_Brief_
Output every line from the beginning of the records through the line that contains "is always taken", exactly as it appears.

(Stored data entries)
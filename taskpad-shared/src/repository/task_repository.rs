/// Task repository
///
/// CRUD over the signed-in user's tasks. Every call is exactly one round
/// trip to the task store; nothing is cached. Input is validated locally
/// before any request is made, and the owner of a new task is always taken
/// from the active session, never from the caller.
///
/// # Example
///
/// ```no_run
/// use std::sync::Arc;
/// use taskpad_shared::backend::InMemoryBackend;
/// use taskpad_shared::models::NewTask;
/// use taskpad_shared::repository::TaskRepository;
/// use taskpad_shared::session::SessionManager;
///
/// # async fn example() -> Result<(), Box<dyn std::error::Error>> {
/// let backend = Arc::new(InMemoryBackend::new());
/// let session = SessionManager::start(backend.clone()).await;
/// session.sign_up("ada@example.com", "hunter22").await?;
///
/// let tasks = TaskRepository::new(backend, session);
/// let task = tasks.create(NewTask::new("Buy milk")).await?;
/// tasks.set_complete(task.id, true).await?;
/// # Ok(())
/// # }
/// ```

use std::sync::Arc;

use tracing::{debug, info, warn};
use uuid::Uuid;

use crate::backend::TaskStore;
use crate::error::{AuthError, RepoError, RepoResult};
use crate::models::{NewTask, Task, TaskInsert, TaskPatch};
use crate::session::SessionManager;

/// Task operations scoped to the current session
#[derive(Clone)]
pub struct TaskRepository {
    store: Arc<dyn TaskStore>,
    session: Arc<SessionManager>,
}

impl TaskRepository {
    pub fn new(store: Arc<dyn TaskStore>, session: Arc<SessionManager>) -> Self {
        TaskRepository { store, session }
    }

    /// Bearer credential and owner ID of the signed-in user
    ///
    /// A credential close to expiry is refreshed first.
    async fn credentials(&self) -> RepoResult<(String, Uuid)> {
        let token = self.session.valid_access_token().await?;
        let owner_id = self
            .session
            .current_user()
            .map(|u| u.id)
            .ok_or(AuthError::NoActiveSession)?;
        Ok((token, owner_id))
    }

    /// Lists the current user's tasks, newest first
    pub async fn list(&self) -> RepoResult<Vec<Task>> {
        let (token, owner_id) = self.credentials().await?;

        let mut tasks = self.store.select_tasks(&token).await.map_err(|e| {
            warn!(error = %e, "Failed to list tasks");
            RepoError::from(e)
        })?;

        // Stable sort keeps the store's order for equal timestamps
        tasks.sort_by(|a, b| b.created_at.cmp(&a.created_at));

        debug!(user_id = %owner_id, count = tasks.len(), "Listed tasks");
        Ok(tasks)
    }

    /// Creates a task owned by the current user
    ///
    /// # Errors
    ///
    /// - `Validation` for an empty or over-long title or description (no
    ///   request is made)
    /// - `Auth` when nobody is signed in or the session expired
    pub async fn create(&self, task: NewTask) -> RepoResult<Task> {
        let task = task.normalized().map_err(RepoError::Validation)?;
        let (token, owner_id) = self.credentials().await?;

        let insert = TaskInsert::new(owner_id, task);
        let created = self.store.insert_task(&token, &insert).await.map_err(|e| {
            warn!(error = %e, "Failed to create task");
            RepoError::from(e)
        })?;

        info!(task_id = %created.id, user_id = %owner_id, "Task created");
        Ok(created)
    }

    /// Applies a partial update to an owned task
    pub async fn update(&self, id: Uuid, patch: TaskPatch) -> RepoResult<Task> {
        let patch = patch.normalized().map_err(RepoError::Validation)?;
        let (token, _) = self.credentials().await?;

        let updated = self
            .store
            .update_task(&token, id, &patch)
            .await
            .map_err(|e| {
                warn!(task_id = %id, error = %e, "Failed to update task");
                with_task_id(RepoError::from(e), id)
            })?
            .ok_or(RepoError::NotFound(Some(id)))?;

        info!(task_id = %id, "Task updated");
        Ok(updated)
    }

    /// Marks an owned task complete or incomplete
    pub async fn set_complete(&self, id: Uuid, is_complete: bool) -> RepoResult<Task> {
        self.update(id, TaskPatch::default().complete(is_complete)).await
    }

    /// Deletes an owned task
    pub async fn delete(&self, id: Uuid) -> RepoResult<()> {
        let (token, _) = self.credentials().await?;

        let deleted = self.store.delete_task(&token, id).await.map_err(|e| {
            warn!(task_id = %id, error = %e, "Failed to delete task");
            with_task_id(RepoError::from(e), id)
        })?;

        if !deleted {
            return Err(RepoError::NotFound(Some(id)));
        }

        info!(task_id = %id, "Task deleted");
        Ok(())
    }
}

fn with_task_id(err: RepoError, id: Uuid) -> RepoError {
    match err {
        RepoError::NotFound(None) => RepoError::NotFound(Some(id)),
        other => other,
    }
}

_Result for this exercise_
filename taskpad-shared/src/repository/task_repository.rs
/// Task repository
///
/// CRUD over the signed-in user's tasks. Every call is exactly one round
/// trip to the task store; nothing is cached. Input is validated locally
/// before any request is made, and the owner of a new task is always taken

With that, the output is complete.